This repo contains a number of datasets for fine-grained sentiment (aspect-level and targeted sentiment) which have been converted to a single data format. Concretely, each dataset is kept as a json where entries have the following format:
"idx": unique identifier for document + sentence
"text": raw text
"opinions": list of all opinions in the sentence
"holder": a list of text and offsets for the opinion holder
"target": a list of text and offsets for the opinion target
"expression": a list of text and offsets for the opinion expression
"label": sentiment label ("negative", "neutral", "positive")

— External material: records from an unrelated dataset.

//! # Core Models Module
//!
//! Fundamental data structures for the simulated chain: the static
//! amino-acid table, individual residue particles, residue sequences, and
//! the ordered chain itself.
//!
//! ## Key Components
//!
//! - [`amino`] - The fixed twenty-entry amino-acid table and code lookup
//! - [`residue`] - The simulated particle: identity, polarity, motion state, trail
//! - [`sequence`] - Ordered residue identities, random draw and free-text parsing
//! - [`chain`] - The placed chain, its bond topology, and geometric summaries
//!
//! Identity data is immutable after construction; applying a new sequence
//! replaces the chain wholesale rather than mutating residues in place.

pub mod amino;
pub mod chain;
pub mod residue;
pub mod sequence;
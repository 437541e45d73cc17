/// Distance below which the extra short-range repulsion boost engages.
pub const CONTACT_DISTANCE: f64 = 16.0;
/// Coefficient of the short-range boost.
const CONTACT_BOOST: f64 = 3000.0;
/// Squared-distance floor inside the boost term.
const CONTACT_FLOOR_SQ: f64 = 64.0;
/// Range of the polarity-pair interaction.
pub const PAIR_RANGE: f64 = 100.0;

/// Hookean spring force magnitude along the separation direction. Positive
/// values pull the endpoints together (the bond is stretched).
#[inline]
pub fn spring(dist: f64, rest: f64, k: f64) -> f64 {
    k * (dist - rest)
}

/// Soft-core repulsion magnitude: inverse-square with an extra short-range
/// boost below [`CONTACT_DISTANCE`] to prevent collapse.
#[inline]
pub fn soft_core_repulsion(dist: f64, repulsion: f64) -> f64 {
    let dist_sq = dist * dist;
    let mut f = repulsion / dist_sq;
    if dist < CONTACT_DISTANCE {
        f += CONTACT_BOOST / dist_sq.max(CONTACT_FLOOR_SQ);
    }
    f
}

/// Polarity-pair interaction magnitude at distance `dist`: linear falloff to
/// zero at [`PAIR_RANGE`], attenuated by temperature. Positive attracts,
/// negative repels; zero beyond the range.
#[inline]
pub fn pair_interaction(dist: f64, eps: f64, temperature: f64) -> f64 {
    if dist >= PAIR_RANGE {
        return 0.0;
    }
    eps * (1.0 - dist / PAIR_RANGE) * (1.0 - 0.3 * temperature)
}

/// Restoring force magnitude toward a target radius; negative when outside
/// the target (pulling inward along the outward unit vector).
#[inline]
pub fn ring_restore(radius: f64, target: f64, k: f64) -> f64 {
    -k * (radius - target)
}

/// One-dimensional soft wall force for a coordinate in [0, extent]: linear
/// restoring once within `margin` of either edge, zero otherwise.
#[inline]
pub fn wall_containment(coord: f64, extent: f64, margin: f64, k: f64) -> f64 {
    if coord < margin {
        k * (margin - coord)
    } else if coord > extent - margin {
        -k * (coord - (extent - margin))
    } else {
        0.0
    }
}

#[cfg(test)]
mod tests {
    use super::*;

    const TOLERANCE: f64 = 1e-9;

    fn f64_approx_equal(a: f64, b: f64) -> bool {
        (a - b).abs() < TOLERANCE
    }

    #[test]
    fn spring_is_zero_at_rest_length() {
        assert_eq!(spring(16.0, 16.0, 0.75), 0.0);
    }

    #[test]
    fn spring_pulls_together_when_stretched_and_apart_when_compressed() {
        assert!(spring(20.0, 16.0, 0.75) > 0.0);
        assert!(spring(10.0, 16.0, 0.75) < 0.0);
        assert!(f64_approx_equal(spring(20.0, 16.0, 0.75), 3.0));
    }

    #[test]
    fn soft_core_repulsion_decays_with_inverse_square() {
        let near = soft_core_repulsion(20.0, 900.0);
        let far = soft_core_repulsion(40.0, 900.0);
        assert!(f64_approx_equal(near, 900.0 / 400.0));
        assert!(f64_approx_equal(far, near / 4.0));
    }

    #[test]
    fn soft_core_repulsion_boost_engages_below_contact_distance() {
        let just_outside = soft_core_repulsion(16.0, 900.0);
        let just_inside = soft_core_repulsion(15.99, 900.0);
        assert!(just_inside > just_outside + 10.0);
    }

    #[test]
    fn soft_core_repulsion_boost_denominator_is_floored() {
        // Below sqrt(64) = 8 units the boost saturates at 3000/64.
        let at_four = soft_core_repulsion(4.0, 900.0);
        let expected = 900.0 / 16.0 + 3000.0 / 64.0;
        assert!(f64_approx_equal(at_four, expected));
    }

    #[test]
    fn pair_interaction_vanishes_at_and_beyond_range() {
        assert_eq!(pair_interaction(PAIR_RANGE, 2.2, 0.0), 0.0);
        assert_eq!(pair_interaction(150.0, 2.2, 0.0), 0.0);
    }

    #[test]
    fn pair_interaction_scales_linearly_with_proximity() {
        let half = pair_interaction(50.0, 2.0, 0.0);
        assert!(f64_approx_equal(half, 1.0));
        let close = pair_interaction(0.0, 2.0, 0.0);
        assert!(f64_approx_equal(close, 2.0));
    }

    #[test]
    fn pair_interaction_attenuates_with_temperature() {
        let cold = pair_interaction(50.0, 2.0, 0.0);
        let hot = pair_interaction(50.0, 2.0, 1.0);
        assert!(f64_approx_equal(hot, cold * 0.7));
    }

    #[test]
    fn pair_interaction_preserves_the_sign_of_eps() {
        assert!(pair_interaction(50.0, -1.2, 0.5) < 0.0);
        assert!(pair_interaction(50.0, 2.2, 0.5) > 0.0);
    }

    #[test]
    fn ring_restore_points_back_toward_the_target_radius() {
        // Outside the ring: force along the outward direction is negative.
        assert!(ring_restore(120.0, 100.0, 0.06) < 0.0);
        // Inside: positive, pushing outward.
        assert!(ring_restore(80.0, 100.0, 0.06) > 0.0);
        assert_eq!(ring_restore(100.0, 100.0, 0.06), 0.0);
    }

    #[test]
    fn wall_containment_is_zero_in_the_interior() {
        assert_eq!(wall_containment(400.0, 800.0, 22.0, 0.6), 0.0);
        assert_eq!(wall_containment(22.0, 800.0, 22.0, 0.6), 0.0);
    }

    #[test]
    fn wall_containment_pushes_back_from_both_edges() {
        let near_low = wall_containment(10.0, 800.0, 22.0, 0.6);
        assert!(f64_approx_equal(near_low, 0.6 * 12.0));
        let near_high = wall_containment(790.0, 800.0, 22.0, 0.6);
        assert!(f64_approx_equal(near_high, -0.6 * 12.0));
    }
}
use super::residue::Residue;
use super::sequence::Sequence;
use nalgebra::Point2;
use rand::Rng;

/// Fraction of the canvas width the initial line layout spans.
const LAYOUT_SPAN: f64 = 0.7;
/// Half-range of the vertical jitter applied at layout time.
const LAYOUT_JITTER: f64 = 5.0;

/// The ordered chain of residues. Adjacency defines the N-1 covalent bonds;
/// no other structural edges are stored.
#[derive(Debug, Clone, PartialEq)]
pub struct Chain {
    residues: Vec<Residue>,
}

impl Chain {
    /// Places a sequence along a horizontal line spanning 70% of the canvas
    /// width, vertically centered with small random jitter. Velocities start
    /// at zero and trails empty.
    pub fn from_sequence(
        sequence: &Sequence,
        width: f64,
        height: f64,
        rng: &mut impl Rng,
    ) -> Self {
        let n = sequence.len();
        let spacing = width * LAYOUT_SPAN / (n.saturating_sub(1).max(1)) as f64;
        let residues = sequence
            .iter()
            .enumerate()
            .map(|(i, entry)| {
                let x = width * (1.0 - LAYOUT_SPAN) / 2.0 + i as f64 * spacing;
                let y = height * 0.5 + (rng.r#gen::<f64>() - 0.5) * (2.0 * LAYOUT_JITTER);
                Residue::new(entry, Point2::new(x, y))
            })
            .collect();
        Self { residues }
    }

    pub fn len(&self) -> usize {
        self.residues.len()
    }

    pub fn is_empty(&self) -> bool {
        self.residues.is_empty()
    }

    pub fn residues(&self) -> &[Residue] {
        &self.residues
    }

    pub fn residues_mut(&mut self) -> &mut [Residue] {
        &mut self.residues
    }

    pub fn get(&self, index: usize) -> Option<&Residue> {
        self.residues.get(index)
    }

    /// Index pairs of the covalent bonds (i, i+1).
    pub fn bonds(&self) -> impl Iterator<Item = (usize, usize)> + '_ {
        (0..self.residues.len().saturating_sub(1)).map(|i| (i, i + 1))
    }

    /// Index pairs at a fixed offset along the chain, e.g. (i, i+3) for the
    /// helix hydrogen-bond register.
    pub fn offset_pairs(&self, offset: usize) -> impl Iterator<Item = (usize, usize)> + '_ {
        (0..self.residues.len().saturating_sub(offset)).map(move |i| (i, i + offset))
    }

    pub fn centroid(&self) -> Point2<f64> {
        let n = self.residues.len().max(1) as f64;
        let (sx, sy) = self
            .residues
            .iter()
            .fold((0.0, 0.0), |(sx, sy), r| (sx + r.position.x, sy + r.position.y));
        Point2::new(sx / n, sy / n)
    }

    /// Mean distance over all unordered residue pairs; zero for chains with
    /// fewer than two residues.
    pub fn mean_pairwise_distance(&self) -> f64 {
        let n = self.residues.len();
        if n < 2 {
            return 0.0;
        }
        let mut total = 0.0;
        let mut pairs = 0usize;
        for i in 0..n {
            for j in (i + 1)..n {
                total += (self.residues[j].position - self.residues[i].position).norm();
                pairs += 1;
            }
        }
        total / pairs as f64
    }

    /// The one-letter codes of the chain, concatenated.
    pub fn codes(&self) -> String {
        self.residues.iter().map(|r| r.code()).collect()
    }
}

#[cfg(test)]
mod tests {
    use super::*;
    use rand::SeedableRng;
    use rand::rngs::StdRng;

    fn chain_from(raw: &str, width: f64, height: f64, seed: u64) -> Chain {
        let sequence = Sequence::parse(raw).unwrap();
        let mut rng = StdRng::seed_from_u64(seed);
        Chain::from_sequence(&sequence, width, height, &mut rng)
    }

    #[test]
    fn layout_spans_seventy_percent_of_the_width() {
        let chain = chain_from("AKLAKLAK", 800.0, 500.0, 1);
        let first = chain.residues().first().unwrap();
        let last = chain.residues().last().unwrap();
        assert!((first.position.x - 120.0).abs() < 1e-9);
        assert!((last.position.x - 680.0).abs() < 1e-9);
    }

    #[test]
    fn layout_centers_vertically_with_bounded_jitter() {
        let chain = chain_from("AKLAKLAKLAKL", 800.0, 500.0, 2);
        for residue in chain.residues() {
            assert!((residue.position.y - 250.0).abs() <= 5.0);
        }
    }

    #[test]
    fn layout_zeroes_velocities_and_trails() {
        let chain = chain_from("AKLAKL", 800.0, 500.0, 3);
        for residue in chain.residues() {
            assert_eq!(residue.velocity.norm(), 0.0);
            assert_eq!(residue.trail().len(), 0);
        }
    }

    #[test]
    fn bonds_connect_exactly_adjacent_residues() {
        let chain = chain_from("AKLAK", 800.0, 500.0, 4);
        let bonds: Vec<_> = chain.bonds().collect();
        assert_eq!(bonds, vec![(0, 1), (1, 2), (2, 3), (3, 4)]);
    }

    #[test]
    fn offset_pairs_cover_the_expected_register() {
        let chain = chain_from("AKLAKLA", 800.0, 500.0, 5);
        let helix: Vec<_> = chain.offset_pairs(3).collect();
        assert_eq!(helix, vec![(0, 3), (1, 4), (2, 5), (3, 6)]);
        let sheet: Vec<_> = chain.offset_pairs(2).collect();
        assert_eq!(sheet.len(), 5);
    }

    #[test]
    fn offset_pairs_is_empty_when_offset_exceeds_length() {
        let chain = chain_from("AKL", 800.0, 500.0, 6);
        assert_eq!(chain.offset_pairs(3).count(), 0);
    }

    #[test]
    fn centroid_averages_positions() {
        let mut chain = chain_from("AKL", 100.0, 100.0, 7);
        let positions = [(0.0, 0.0), (3.0, 0.0), (0.0, 3.0)];
        for (residue, (x, y)) in chain.residues_mut().iter_mut().zip(positions) {
            residue.position = Point2::new(x, y);
        }
        let c = chain.centroid();
        assert!((c.x - 1.0).abs() < 1e-12);
        assert!((c.y - 1.0).abs() < 1e-12);
    }

    #[test]
    fn mean_pairwise_distance_matches_hand_computation() {
        let mut chain = chain_from("AKL", 100.0, 100.0, 8);
        let positions = [(0.0, 0.0), (4.0, 0.0), (8.0, 0.0)];
        for (residue, (x, y)) in chain.residues_mut().iter_mut().zip(positions) {
            residue.position = Point2::new(x, y);
        }
        // pairs: 4 + 8 + 4 over 3 pairs
        assert!((chain.mean_pairwise_distance() - 16.0 / 3.0).abs() < 1e-12);
    }
}
use crate::cli::SequenceArgs;
use crate::error::{CliError, Result};
use hydrofold::core::models::residue::Polarity;
use hydrofold::core::models::sequence::Sequence;
use rand::SeedableRng;
use rand::rngs::StdRng;
use tracing::debug;

pub fn run(args: SequenceArgs) -> Result<()> {
    let sequence = match (&args.sequence, args.random) {
        (_, Some(length)) => {
            let mut rng = match args.seed {
                Some(seed) => StdRng::seed_from_u64(seed),
                None => StdRng::from_entropy(),
            };
            Sequence::random(length, &mut rng)
        }
        (Some(raw), None) => Sequence::parse(raw)
            .map_err(|e| CliError::Argument(format!("cannot use '{}': {}", raw, e)))?,
        (None, None) => unreachable!("clap enforces sequence or --random"),
    };
    debug!(residues = sequence.len(), "sequence resolved");

    let mut hydrophobic = 0usize;
    println!("{:<6} {:<15} {:>10}  {}", "Code", "Name", "Hydropathy", "Polarity");
    for entry in sequence.iter() {
        let polarity = Polarity::from_hydropathy(entry.hydropathy);
        if polarity == Polarity::Hydrophobic {
            hydrophobic += 1;
        }
        println!(
            "{:<6} {:<15} {:>10.1}  {}",
            entry.code, entry.name, entry.hydropathy, polarity
        );
    }
    println!();
    println!(
        "{} residues: {} hydrophobic, {} polar ({})",
        sequence.len(),
        hydrophobic,
        sequence.len() - hydrophobic,
        sequence.codes()
    );

    Ok(())
}
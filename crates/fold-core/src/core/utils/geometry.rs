use nalgebra::{Point2, Vector2};

/// Distance floor used before dividing by an inter-particle separation.
pub const MIN_DISTANCE: f64 = 1e-3;
/// Coarser floor used in the pairwise non-bonded loop.
pub const MIN_PAIR_DISTANCE: f64 = 1e-2;

/// Separation vector from `a` to `b` and its floor-clamped length.
#[inline]
pub fn separation(a: &Point2<f64>, b: &Point2<f64>, floor: f64) -> (Vector2<f64>, f64) {
    let delta = b - a;
    (delta, delta.norm().max(floor))
}

/// Unit vector from `a` toward `b` and the floor-clamped distance between them.
#[inline]
pub fn unit_toward(a: &Point2<f64>, b: &Point2<f64>, floor: f64) -> (Vector2<f64>, f64) {
    let (delta, dist) = separation(a, b, floor);
    (delta / dist, dist)
}

/// Interior angle at `mid` between the bond vectors toward `prev` and `next`,
/// in radians, clamped into [0, pi].
pub fn interior_angle(prev: &Point2<f64>, mid: &Point2<f64>, next: &Point2<f64>) -> f64 {
    let v1 = prev - mid;
    let v2 = next - mid;
    let l1 = v1.norm().max(MIN_DISTANCE);
    let l2 = v2.norm().max(MIN_DISTANCE);
    let cos = (v1.dot(&v2) / (l1 * l2)).clamp(-1.0, 1.0);
    cos.acos()
}

/// Sum of the unit bond directions at `mid`: the (unnormalized) bisector
/// along which the angular restoring force is applied.
pub fn bond_bisector(prev: &Point2<f64>, mid: &Point2<f64>, next: &Point2<f64>) -> Vector2<f64> {
    let v1 = prev - mid;
    let v2 = next - mid;
    let l1 = v1.norm().max(MIN_DISTANCE);
    let l2 = v2.norm().max(MIN_DISTANCE);
    v1 / l1 + v2 / l2
}
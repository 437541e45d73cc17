use super::config::ConfigError;
use crate::core::forcefield::params::ParamLoadError;
use thiserror::Error;

#[derive(Debug, Error)]
pub enum EngineError {
    #[error("Invalid simulation configuration: {source}")]
    Config {
        #[from]
        source: ConfigError,
    },

    #[error("Failed to load simulation parameters: {source}")]
    Params {
        #[from]
        source: ParamLoadError,
    },
}
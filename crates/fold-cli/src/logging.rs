use crate::error::Result;
use std::path::PathBuf;
use tracing_subscriber::{filter::LevelFilter, fmt, prelude::*};

/// Maps the -v/-vv/-vvv count and the -q flag onto a level filter.
fn level_filter(verbosity: u8, quiet: bool) -> LevelFilter {
    if quiet {
        return LevelFilter::OFF;
    }
    match verbosity {
        0 => LevelFilter::WARN,
        1 => LevelFilter::INFO,
        2 => LevelFilter::DEBUG,
        _ => LevelFilter::TRACE,
    }
}

/// Installs the global subscriber: a compact stderr layer, plus a verbose
/// file layer when a log path is given.
pub fn setup_logging(verbosity: u8, quiet: bool, log_file: Option<PathBuf>) -> Result<()> {
    let stderr_layer = fmt::layer()
        .with_writer(std::io::stderr)
        .with_target(false)
        .compact();

    let registry = tracing_subscriber::registry()
        .with(level_filter(verbosity, quiet))
        .with(stderr_layer);

    match log_file {
        Some(path) => {
            let file = std::fs::File::create(&path)?;
            let file_layer = fmt::layer()
                .with_writer(file)
                .with_ansi(false)
                .with_thread_ids(true);
            registry.with(file_layer).init();
        }
        None => registry.init(),
    }

    Ok(())
}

"intensity": sentiment intensity ("average", "strong", "weak")
{
"idx": "my_example_id_001",
"text": "I don't like this example text",
"opinions":
[
{ "holder": ["I", "0:1"],
"target": ["this example text", "13:30"],
"expression": ["don't like", "2:12"],
"label": "negative",
"intensity": "average"
}
]
}
Note that for a single text, it is common to have many opinions. At the same time, it is common for many datasets to lack one of the elements of an opinion, e.g. the holder. In this case, the value for that element is None.
python3 lxml
First, clone the repository
git clone https://github.uio.no/SANT/finegrained_modelling
Download the MPQA 2.0 dataset as a tar file and put it in the /data directory.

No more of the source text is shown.